**Data provided**

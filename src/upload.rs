//! Upload descriptors handed over by upload-handling middleware.

use std::path::{Path, PathBuf};

use thiserror::Error;

/// Why an upload did not complete.
///
/// Codes follow the conventional upload error numbering; `0` means success and
/// therefore has no variant here.
#[derive(Error, Debug, Clone, Copy, PartialEq, Eq, Hash)]
pub enum UploadError {
    #[error("the uploaded file exceeds the server's maximum upload size")]
    IniSize,
    #[error("the uploaded file exceeds the form's maximum upload size")]
    FormSize,
    #[error("the file was only partially uploaded")]
    Partial,
    #[error("no file was uploaded")]
    NoFile,
    #[error("no temporary directory is available")]
    NoTmpDir,
    #[error("the file could not be written to disk")]
    CantWrite,
    #[error("an extension stopped the upload")]
    Extension,
    #[error("unknown upload error code {0}")]
    Unknown(i32),
}

impl UploadError {
    /// Map a numeric transfer status to an error; `0` is success.
    pub fn from_code(code: i32) -> Option<Self> {
        match code {
            0 => None,
            1 => Some(UploadError::IniSize),
            2 => Some(UploadError::FormSize),
            3 => Some(UploadError::Partial),
            4 => Some(UploadError::NoFile),
            6 => Some(UploadError::NoTmpDir),
            7 => Some(UploadError::CantWrite),
            8 => Some(UploadError::Extension),
            other => Some(UploadError::Unknown(other)),
        }
    }

    /// The numeric transfer status.
    pub fn code(&self) -> i32 {
        match self {
            UploadError::IniSize => 1,
            UploadError::FormSize => 2,
            UploadError::Partial => 3,
            UploadError::NoFile => 4,
            UploadError::NoTmpDir => 6,
            UploadError::CantWrite => 7,
            UploadError::Extension => 8,
            UploadError::Unknown(code) => *code,
        }
    }
}

/// A file received by upload middleware.
///
/// Every field is what the middleware declared; nothing here is verified
/// against the temp file.
#[derive(Debug, Clone, PartialEq, Eq)]
pub struct UploadedFile {
    /// Where the middleware stored the received bytes.
    pub temp_path: PathBuf,

    /// The name the client sent, possibly with directory components.
    pub original_name: String,

    /// The content type the client sent.
    pub mime_type: Option<String>,

    /// The size the client sent.
    pub size: Option<u64>,

    /// Transfer failure, `None` on success.
    pub error: Option<UploadError>,

    /// Set when the descriptor was built by a test harness rather than a real
    /// request.
    pub test: bool,
}

impl UploadedFile {
    /// A successfully transferred upload.
    pub fn new(temp_path: impl Into<PathBuf>, original_name: impl Into<String>) -> Self {
        Self {
            temp_path: temp_path.into(),
            original_name: original_name.into(),
            mime_type: None,
            size: None,
            error: None,
            test: false,
        }
    }

    /// Set the client-declared content type.
    pub fn with_mime_type(mut self, mime_type: impl Into<String>) -> Self {
        self.mime_type = Some(mime_type.into());
        self
    }

    /// Set the client-declared size.
    pub fn with_size(mut self, size: u64) -> Self {
        self.size = Some(size);
        self
    }

    /// Set the transfer status from its numeric code.
    pub fn with_error_code(mut self, code: i32) -> Self {
        self.error = UploadError::from_code(code);
        self
    }

    /// Mark the descriptor as built by a test harness.
    pub fn with_test_mode(mut self, test: bool) -> Self {
        self.test = test;
        self
    }

    /// Where the received bytes were stored.
    pub fn temp_path(&self) -> &Path {
        &self.temp_path
    }

    /// Whether the transfer itself succeeded. Says nothing about the temp file.
    pub fn transferred(&self) -> bool {
        self.error.is_none()
    }
}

**Problem requirements**
Search the material above for "harness". Pull out each line where it shows up.

**Your solution**
    /// Set when the descriptor was built by a test harness rather than a real
    /// Mark the descriptor as built by a test harness.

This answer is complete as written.